*Task input*
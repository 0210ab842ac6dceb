use std::sync::Arc;
use std::time::Duration;

use async_trait::async_trait;
use sqlx::{Row, SqlitePool, sqlite::SqlitePoolOptions};
use thiserror::Error;

use crate::repository::{InMemoryStore, KeyValueStore, StorageError};
use crate::session_store::{CredentialStore, SessionStore};

mod migrate;

/// Table holding the ephemeral per-attempt keys.
const SESSION_TABLE: &str = "session_store";
/// Table holding the longer-lived registered identity.
const PROFILE_TABLE: &str = "profile_store";

#[derive(Debug, Error)]
#[non_exhaustive]
pub enum SqliteInitError {
    #[error(transparent)]
    Sqlx(#[from] sqlx::Error),
}

/// A `SQLite`-backed key/value store scoped to one table.
#[derive(Clone)]
pub struct SqliteStore {
    pool: SqlitePool,
    table: &'static str,
}

impl SqliteStore {
    /// Connect to `SQLite` using the given URL.
    ///
    /// # Errors
    ///
    /// Returns `SqliteInitError` if the connection cannot be established or
    /// if the setup PRAGMAs fail.
    pub async fn connect(database_url: &str) -> Result<SqlitePool, SqliteInitError> {
        let pool = SqlitePoolOptions::new()
            .max_connections(5)
            .acquire_timeout(Duration::from_secs(5))
            .after_connect(|conn, _meta| {
                Box::pin(async move {
                    sqlx::query("PRAGMA journal_mode = WAL;")
                        .execute(&mut *conn)
                        .await?;
                    sqlx::query("PRAGMA busy_timeout = 5000;")
                        .execute(&mut *conn)
                        .await?;
                    Ok(())
                })
            })
            .connect(database_url)
            .await?;
        Ok(pool)
    }

    /// Store view over the session table.
    #[must_use]
    pub fn session(pool: SqlitePool) -> Self {
        Self {
            pool,
            table: SESSION_TABLE,
        }
    }

    /// Store view over the profile table.
    #[must_use]
    pub fn profile(pool: SqlitePool) -> Self {
        Self {
            pool,
            table: PROFILE_TABLE,
        }
    }

    /// Create tables if they do not exist.
    ///
    /// # Errors
    ///
    /// Returns `SqliteInitError` if migration queries fail.
    pub async fn migrate(pool: &SqlitePool) -> Result<(), SqliteInitError> {
        migrate::run_migrations(pool).await
    }
}

#[async_trait]
impl KeyValueStore for SqliteStore {
    async fn get(&self, key: &str) -> Result<Option<String>, StorageError> {
        let sql = format!("SELECT value FROM {} WHERE key = ?1", self.table);
        let row = sqlx::query(&sql)
            .bind(key)
            .fetch_optional(&self.pool)
            .await
            .map_err(|err| StorageError::Connection(err.to_string()))?;
        let Some(row) = row else {
            return Ok(None);
        };
        let value: String = row
            .try_get("value")
            .map_err(|err| StorageError::Serialization(err.to_string()))?;
        Ok(Some(value))
    }

    async fn put(&self, key: &str, value: &str) -> Result<(), StorageError> {
        let sql = format!(
            "INSERT INTO {} (key, value) VALUES (?1, ?2)
             ON CONFLICT(key) DO UPDATE SET value = excluded.value",
            self.table
        );
        sqlx::query(&sql)
            .bind(key)
            .bind(value)
            .execute(&self.pool)
            .await
            .map_err(|err| StorageError::Connection(err.to_string()))?;
        Ok(())
    }

    async fn remove(&self, key: &str) -> Result<(), StorageError> {
        let sql = format!("DELETE FROM {} WHERE key = ?1", self.table);
        sqlx::query(&sql)
            .bind(key)
            .execute(&self.pool)
            .await
            .map_err(|err| StorageError::Connection(err.to_string()))?;
        Ok(())
    }

    async fn clear(&self) -> Result<(), StorageError> {
        let sql = format!("DELETE FROM {}", self.table);
        sqlx::query(&sql)
            .execute(&self.pool)
            .await
            .map_err(|err| StorageError::Connection(err.to_string()))?;
        Ok(())
    }
}

/// Aggregates the two typed stores behind one handle for easy backend
/// swapping.
#[derive(Clone)]
pub struct Stores {
    pub session: SessionStore,
    pub credentials: CredentialStore,
}

impl Stores {
    /// Purely in-memory stores (tests, default setup with no `--db`).
    #[must_use]
    pub fn in_memory() -> Self {
        Self {
            session: SessionStore::new(Arc::new(InMemoryStore::new())),
            credentials: CredentialStore::new(Arc::new(InMemoryStore::new())),
        }
    }

    /// Build stores backed by `SQLite`.
    ///
    /// # Errors
    ///
    /// Returns `SqliteInitError` if connection or migrations cannot be
    /// completed.
    pub async fn sqlite(database_url: &str) -> Result<Self, SqliteInitError> {
        let pool = SqliteStore::connect(database_url).await?;
        SqliteStore::migrate(&pool).await?;
        let session: Arc<dyn KeyValueStore> = Arc::new(SqliteStore::session(pool.clone()));
        let profile: Arc<dyn KeyValueStore> = Arc::new(SqliteStore::profile(pool));
        Ok(Self {
            session: SessionStore::new(session),
            credentials: CredentialStore::new(profile),
        })
    }
}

*Description of the task*
The answer should contain only the lines from the first line of the entries through the line holding "setup PRAGMAs fail.", each exactly as written.

*Task solution*
repository 0210ab842ac6dceb
use std::sync::Arc;
use std::time::Duration;

use async_trait::async_trait;
use sqlx::{Row, SqlitePool, sqlite::SqlitePoolOptions};
use thiserror::Error;

use crate::repository::{InMemoryStore, KeyValueStore, StorageError};
use crate::session_store::{CredentialStore, SessionStore};

mod migrate;

/// Table holding the ephemeral per-attempt keys.
const SESSION_TABLE: &str = "session_store";
/// Table holding the longer-lived registered identity.
const PROFILE_TABLE: &str = "profile_store";

#[derive(Debug, Error)]
#[non_exhaustive]
pub enum SqliteInitError {
    #[error(transparent)]
    Sqlx(#[from] sqlx::Error),
}

/// A `SQLite`-backed key/value store scoped to one table.
#[derive(Clone)]
pub struct SqliteStore {
    pool: SqlitePool,
    table: &'static str,
}

impl SqliteStore {
    /// Connect to `SQLite` using the given URL.
    ///
    /// # Errors
    ///
    /// Returns `SqliteInitError` if the connection cannot be established or
    /// if the setup PRAGMAs fail.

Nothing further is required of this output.